MOSCOW — Russian Foreign Minister Sergei Lavrov said Wednesday that Moscow had no intention of beginning an evacuation of its citizens in Syria. He also defended acontroversial ban on American adoptions, citing the reported abuse and death of some Russian children adopted by families in the United States.
Lavrov, speaking at an annual news conference summing up the year in foreign policy, said Russia has not received similar reports of mistreatment of Russian children adopted in European countries. Therefore, he said, those adoptions will continue. He spoke optimistically, however, about future relations with the United States, saying Russia wants constructive dialogue and cooperation with Washington even as he stressed that any acts Moscow considered unfriendly would be met with a stern response.
Although 77 Russian citizens who had been living in Syria arrived in Moscow Wednesday on two Russian flights from Beirut, Lavrov declined to describe their departure as an evacuation. He said that there were no plans to begin evacuating any of the thousands of Russians living in Syria, many of them women married to Syrian men who once studied in Russia.
Lavrov said Russia has contingency plans for evacuating its citizens in Syria, as it does for any unstable region. “But we are not talking about carrying out these plans now.”
He said employees of the Russian embassy in Damascus would stay put, although their families and the embassy’s nonessential personnel left the country long ago.
As the violence in Syria has worsened, Lavrov said, Russian citizens were asked if they would like to leave the country when humanitarian flights were making a return journey. “About 1,000 women said they would be interested in this in principle,” he said. But when the opportunity arose this week for Russians to board flights from Beirut, fewer than 100 said they would leave, Lavrov said.
Lavrov oversaw long negotiations on the adoption issue that resulted in an agreement with the United States that went into effect in the fall. By December, however, Russia’s parliament had decided to nullify the agreement and halt U.S. adoptions.
At first, Lavrov counseled against the ban. But he quickly abandoned that stance. On Wednesday , Lavrov avoided answering a question about his personal feelings on the issue.
Instead, he criticized U.S. authorities for not allowing Russian officials access to adopted Russian children, citing a Florida case where a 6-year-old child named Maxim Babayev reportedly was removed from a Florida home because of child abuse charges. Consular officials were not able to visit the boy last year, Lavrov said.
“It was a telling situation,” he said. “We saw no willingness to help us.”
Lavrov said he understood very well that the vast majority of the children adopted by American families find loving homes. But he said that according to Russian estimates, dozens have been abused, and at least 19 — including a toddler left in a car in Herndon, Va. in 2008 — have died.

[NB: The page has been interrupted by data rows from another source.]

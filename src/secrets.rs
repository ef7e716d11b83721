use crate::errors::{AppError, AppResult};
use base64::Engine;
use std::fmt;

/// Supplies the password the encryption service derives its keys from.
pub trait SecretSource: Send + Sync {
    fn load_secret(&self) -> AppResult<String>;
}

#[derive(Clone)]
pub struct StaticSecret(String);

impl StaticSecret {
    pub fn new(secret: impl Into<String>) -> Self {
        Self(secret.into())
    }
}

impl fmt::Debug for StaticSecret {
    fn fmt(&self, f: &mut fmt::Formatter<'_>) -> fmt::Result {
        f.write_str("StaticSecret([REDACTED])")
    }
}

impl SecretSource for StaticSecret {
    fn load_secret(&self) -> AppResult<String> {
        if self.0.is_empty() {
            return Err(AppError::Config("storage secret is empty".to_string()));
        }
        Ok(self.0.clone())
    }
}

/// OS keychain entry holding a random storage secret, created on first use.
#[derive(Debug, Clone)]
pub struct KeyringSecretSource {
    pub service: String,
    pub account: String,
}

impl Default for KeyringSecretSource {
    fn default() -> Self {
        Self {
            service: "local-docstore".to_string(),
            account: "storage-encryption-secret".to_string(),
        }
    }
}

impl SecretSource for KeyringSecretSource {
    fn load_secret(&self) -> AppResult<String> {
        let entry = keyring::Entry::new(&self.service, &self.account)?;

        if let Some(value) = existing_secret(entry.get_password())? {
            let decoded = base64::engine::general_purpose::STANDARD
                .decode(&value)
                .map_err(|error| AppError::Config(error.to_string()))?;
            if decoded.len() != 32 {
                return Err(AppError::Config(format!(
                    "keychain secret for {} has unexpected length {}",
                    self.service,
                    decoded.len()
                )));
            }
            return Ok(value);
        }

        let secret: [u8; 32] = rand::random();
        let encoded = base64::engine::general_purpose::STANDARD.encode(secret);
        entry.set_password(&encoded)?;
        tracing::info!(service = %self.service, "generated new storage secret in keychain");
        Ok(encoded)
    }
}

/// Only a missing entry means "generate one"; any other keychain failure must
/// not lead to overwriting a secret that may still exist.
fn existing_secret(lookup: keyring::Result<String>) -> AppResult<Option<String>> {
    match lookup {
        Ok(value) => Ok(Some(value)),
        Err(keyring::Error::NoEntry) => Ok(None),
        Err(error) => Err(AppError::Config(format!("failed to read storage secret from keychain: {}", error))),
    }
}

#[cfg(test)]
mod tests {
    use super::*;

    #[test]
    fn only_missing_keychain_entries_trigger_generation() {
        assert_eq!(existing_secret(Ok("c2VjcmV0".to_string())).expect("found"), Some("c2VjcmV0".to_string()));
        assert_eq!(existing_secret(Err(keyring::Error::NoEntry)).expect("missing"), None);

        let locked = keyring::Error::NoStorageAccess(Box::new(std::io::Error::other("keychain locked")));
        let error = existing_secret(Err(locked)).expect_err("locked keychain");
        assert_eq!(error.code(), "CONFIG_INVALID");

        let platform = keyring::Error::PlatformFailure(Box::new(std::io::Error::other("dbus down")));
        assert!(existing_secret(Err(platform)).is_err());
        assert!(existing_secret(Err(keyring::Error::BadEncoding(vec![0xff]))).is_err());
    }

    #[test]
    fn static_secret_rejects_empty_password() {
        assert!(StaticSecret::new("").load_secret().is_err());
        assert_eq!(StaticSecret::new("pw").load_secret().expect("secret"), "pw");
    }

    #[test]
    fn static_secret_debug_is_redacted() {
        assert!(!format!("{:?}", StaticSecret::new("hunter2")).contains("hunter2"));
    }
}
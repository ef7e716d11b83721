use crate::config::StorageConfig;
use crate::errors::{AppError, AppResult};
use crate::events::{EventBus, StorageEvent};
use crate::models::{EncryptedField, EncryptedPayload, EntityOptions, ReadOptions, Record, SealedValue, WriteOptions};
use crate::storage::crypto::EncryptionService;
use crate::storage::file_io::FileStore;
use crate::storage::{validate_component, EntityPredicate, EntityStore};
use async_trait::async_trait;
use chrono::{SecondsFormat, Utc};
use serde_json::{json, Value};
use std::collections::HashMap;
use std::future::Future;
use std::path::PathBuf;
use std::sync::atomic::{AtomicBool, Ordering};
use std::sync::Arc;
use tokio::sync::Mutex;
use uuid::Uuid;

const RECORD_MARKER: &str = "_encrypted";
const MARKER_SUFFIX: &str = "_encrypted";

pub struct EntityRepository {
    root: PathBuf,
    files: FileStore,
    crypto: Arc<EncryptionService>,
    write_options: WriteOptions,
    events: EventBus,
    initialized: AtomicBool,
    locks: Mutex<HashMap<String, Arc<Mutex<()>>>>,
}

impl EntityRepository {
    pub fn new(config: &StorageConfig, crypto: Arc<EncryptionService>) -> Self {
        Self {
            root: config.entities_dir(),
            files: FileStore::new(config.transaction_log),
            crypto,
            write_options: config.write,
            events: EventBus::new(),
            initialized: AtomicBool::new(false),
            locks: Mutex::new(HashMap::new()),
        }
    }

    pub async fn entity_exists(&self, entity_type: &str, id: &str) -> AppResult<bool> {
        self.ensure_initialized()?;
        let path = self.entity_path(entity_type, id)?;
        Ok(self.files.file_exists(&path).await)
    }

    /// Entity types that have a directory on disk, sorted.
    pub async fn list_entity_types(&self) -> AppResult<Vec<String>> {
        self.ensure_initialized()?;
        let mut entries = tokio::fs::read_dir(&self.root).await?;
        let mut types = Vec::new();
        while let Some(entry) = entries.next_entry().await? {
            if !entry.file_type().await?.is_dir() {
                continue;
            }
            let name = entry.file_name().to_string_lossy().to_string();
            if !name.starts_with('.') {
                types.push(name);
            }
        }
        types.sort();
        Ok(types)
    }

    fn ensure_initialized(&self) -> AppResult<()> {
        if !self.initialized.load(Ordering::SeqCst) {
            return Err(AppError::NotInitialized("entity repository".to_string()));
        }
        Ok(())
    }

    fn type_dir(&self, entity_type: &str) -> AppResult<PathBuf> {
        validate_component("entity type", entity_type)?;
        Ok(self.root.join(entity_type))
    }

    fn entity_path(&self, entity_type: &str, id: &str) -> AppResult<PathBuf> {
        validate_component("entity id", id)?;
        Ok(self.type_dir(entity_type)?.join(format!("{}.json", id)))
    }

    async fn key_lock(&self, entity_type: &str, id: &str) -> Arc<Mutex<()>> {
        let mut locks = self.locks.lock().await;
        locks
            .entry(format!("{}/{}", entity_type, id))
            .or_insert_with(|| Arc::new(Mutex::new(())))
            .clone()
    }

    /// Runs `action` while holding the record's lock, then drops the lock entry
    /// if nobody else is holding or waiting on it.
    async fn with_key_lock<T>(&self, entity_type: &str, id: &str, action: impl Future<Output = T>) -> T {
        let lock = self.key_lock(entity_type, id).await;
        let result = {
            let _guard = lock.lock().await;
            action.await
        };
        let mut locks = self.locks.lock().await;
        if Arc::strong_count(&lock) == 2 {
            locks.remove(&format!("{}/{}", entity_type, id));
        }
        result
    }

    fn observe<T>(&self, operation: &str, entity_type: &str, result: AppResult<T>) -> AppResult<T> {
        if let Err(error) = &result {
            tracing::error!(operation, entity_type, error = %error, "entity operation failed");
            self.events.publish(StorageEvent::Error {
                operation: operation.to_string(),
                entity_type: Some(entity_type.to_string()),
                message: error.to_string(),
            });
        }
        result
    }

    async fn create_inner(&self, entity_type: &str, mut data: Record, options: &EntityOptions) -> AppResult<Record> {
        let id = match data.get("id") {
            None | Some(Value::Null) => new_entity_id(),
            Some(Value::String(id)) if !id.is_empty() => id.clone(),
            Some(other) => {
                return Err(AppError::InvalidInput(format!("entity id must be a string, got {}", other)));
            }
        };
        let path = self.entity_path(entity_type, &id)?;

        let now = timestamp();
        data.insert("id".to_string(), Value::String(id.clone()));
        if !data.contains_key("createdAt") {
            data.insert("createdAt".to_string(), Value::String(now.clone()));
        }
        if !data.contains_key("updatedAt") {
            data.insert("updatedAt".to_string(), Value::String(now));
        }

        self.with_key_lock(entity_type, &id, async {
            if self.files.file_exists(&path).await {
                return Err(AppError::InvalidInput(format!("{} '{}' already exists", entity_type, id)));
            }
            let disk = self.seal_record(data.clone(), options).await?;
            let detail = json!({ "entityType": entity_type, "id": id });
            self.files
                .with_transaction(
                    "createEntity",
                    &path,
                    Some(&detail),
                    self.files.write_json_file(&path, &disk, self.write_options),
                )
                .await
        })
        .await?;

        self.events.publish(StorageEvent::EntityCreated {
            entity_type: entity_type.to_string(),
            id,
            data: data.clone(),
        });
        Ok(data)
    }

    async fn get_inner(&self, entity_type: &str, id: &str, options: ReadOptions) -> AppResult<Option<Record>> {
        let path = self.entity_path(entity_type, id)?;
        let Some(disk) = self.read_disk_record(&path).await else {
            return Ok(None);
        };
        if !options.decrypt {
            return Ok(Some(disk));
        }
        let (record, _) = self.open_record(disk).await?;
        Ok(Some(record))
    }

    async fn get_all_inner(&self, entity_type: &str, options: ReadOptions) -> AppResult<Vec<Record>> {
        let dir = self.type_dir(entity_type)?;
        let mut records = Vec::new();
        for stem in self.files.list_json_stems(&dir).await? {
            let Some(disk) = self.read_disk_record(&dir.join(format!("{}.json", stem))).await else {
                continue;
            };
            if options.decrypt {
                records.push(self.open_record(disk).await?.0);
            } else {
                records.push(disk);
            }
        }
        Ok(records)
    }

    async fn update_inner(
        &self,
        entity_type: &str,
        id: &str,
        partial: Record,
        options: &EntityOptions,
    ) -> AppResult<Option<Record>> {
        let path = self.entity_path(entity_type, id)?;
        let updated = self
            .with_key_lock(entity_type, id, async {
                let Some(disk) = self.read_disk_record(&path).await else {
                    return Ok(None);
                };
                let (mut record, stored_mode) = self.open_record(disk).await?;

                for (key, value) in partial {
                    if key == "id" || key == "createdAt" {
                        continue;
                    }
                    record.insert(key, value);
                }
                record.insert("id".to_string(), Value::String(id.to_string()));
                record.insert("updatedAt".to_string(), Value::String(timestamp()));

                // A plain update keeps whatever protection the stored record already had.
                let mode = if options.is_plain() { &stored_mode } else { options };
                let disk = self.seal_record(record.clone(), mode).await?;
                let detail = json!({ "entityType": entity_type, "id": id });
                self.files
                    .with_transaction(
                        "updateEntity",
                        &path,
                        Some(&detail),
                        self.files.write_json_file(&path, &disk, self.write_options),
                    )
                    .await?;
                Ok::<_, AppError>(Some(record))
            })
            .await?;

        if let Some(record) = &updated {
            self.events.publish(StorageEvent::EntityUpdated {
                entity_type: entity_type.to_string(),
                id: id.to_string(),
                data: record.clone(),
            });
        }
        Ok(updated)
    }

    async fn delete_inner(&self, entity_type: &str, id: &str) -> AppResult<bool> {
        let path = self.entity_path(entity_type, id)?;
        let detail = json!({ "entityType": entity_type, "id": id });
        let removed = self
            .with_key_lock(
                entity_type,
                id,
                self.files
                    .with_transaction("deleteEntity", &path, Some(&detail), self.files.delete_file(&path)),
            )
            .await?;
        if !removed {
            return Ok(false);
        }
        self.events.publish(StorageEvent::EntityDeleted {
            entity_type: entity_type.to_string(),
            id: id.to_string(),
        });
        Ok(true)
    }

    async fn read_disk_record(&self, path: &std::path::Path) -> Option<Record> {
        if !self.files.file_exists(path).await {
            return None;
        }
        match self.files.read_json_file(path, Value::Null).await {
            Value::Object(record) => Some(record),
            Value::Null => None,
            other => {
                tracing::warn!(path = %path.display(), kind = %json_kind(&other), "skipping non-object entity file");
                None
            }
        }
    }

    /// Applies whole-record or per-field encryption for writing to disk.
    async fn seal_record(&self, record: Record, options: &EntityOptions) -> AppResult<Record> {
        if options.encrypt {
            return match self.crypto.encrypt_data(&Value::Object(record.clone())).await? {
                SealedValue::Encrypted(payload) => {
                    let Value::Object(mut disk) = serde_json::to_value(payload)? else {
                        return Err(AppError::Internal("encrypted payload is not an object".to_string()));
                    };
                    disk.insert(RECORD_MARKER.to_string(), Value::Bool(true));
                    Ok(disk)
                }
                SealedValue::Plain { .. } => Ok(record),
            };
        }

        let mut sealed = FieldSealedRecord {
            plain: record,
            fields: Vec::new(),
        };
        for name in &options.encrypt_fields {
            if name == "id" {
                tracing::warn!("the id field is never encrypted");
                continue;
            }
            let Some(value) = sealed.plain.get(name) else {
                continue;
            };
            if let SealedValue::Encrypted(payload) = self.crypto.encrypt_data(value).await? {
                sealed.plain.remove(name);
                sealed.fields.push(EncryptedField::from_payload(name, payload));
            }
        }
        Ok(sealed.into_disk())
    }

    /// Reverses whichever encryption mode the stored record uses and reports that mode.
    async fn open_record(&self, disk: Record) -> AppResult<(Record, EntityOptions)> {
        if disk.get(RECORD_MARKER) == Some(&Value::Bool(true)) {
            let payload: EncryptedPayload = serde_json::from_value(Value::Object(disk))
                .map_err(|error| AppError::Crypto(format!("malformed encrypted record: {}", error)))?;
            return match self.crypto.decrypt_data(&payload).await? {
                Value::Object(record) => Ok((record, EntityOptions::encrypt_record())),
                _ => Err(AppError::Crypto("decrypted record is not an object".to_string())),
            };
        }

        let sealed = FieldSealedRecord::from_disk(disk)?;
        let names: Vec<String> = sealed.fields.iter().map(|field| field.name.clone()).collect();
        let mut record = sealed.plain;
        for field in &sealed.fields {
            let value = self.crypto.decrypt_data(&field.payload()).await?;
            record.insert(field.name.clone(), value);
        }
        Ok((record, EntityOptions::encrypt_fields(names)))
    }
}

“This doesn’t happen with European families,” Lavrov said. In 2011, Americans adopted 965 Russian children, Italians adopted 798 and Spaniards 685, according to Russian figures.
Lavrov said that Russia and the United States have made progress in easing visa requirements and in deepening cultural ties. But he cited irritants, as well, such as the “odious” Magnitsky Act imposing visa and financial restrictions on corrupt Russian officials, along with deep differences over missile defense. The adoption ban is considered by many to be retaliation against Washington for passage of the Magnitsky Act, which President Obama signed into law on Dec. 14 .
Asked about the “reset” in relations that Obama pursued in his first term, Lavrov said that by its very definition it could not go on forever. It was meant to repair working relations that had deteriorated under President George W. Bush, he said. “A reset means something is wrong,” he said. “If this is a computer term, everyone should realize that an ongoing ‘reset’ is a failure of the system and the system is frozen.”
U.S.-Russian relations, Lavrov said, are not at their best now. “But we are consistently promoting the idea that, despite problems and difficulties arising, we should continue to move ahead along the tracks where our interests coincide.”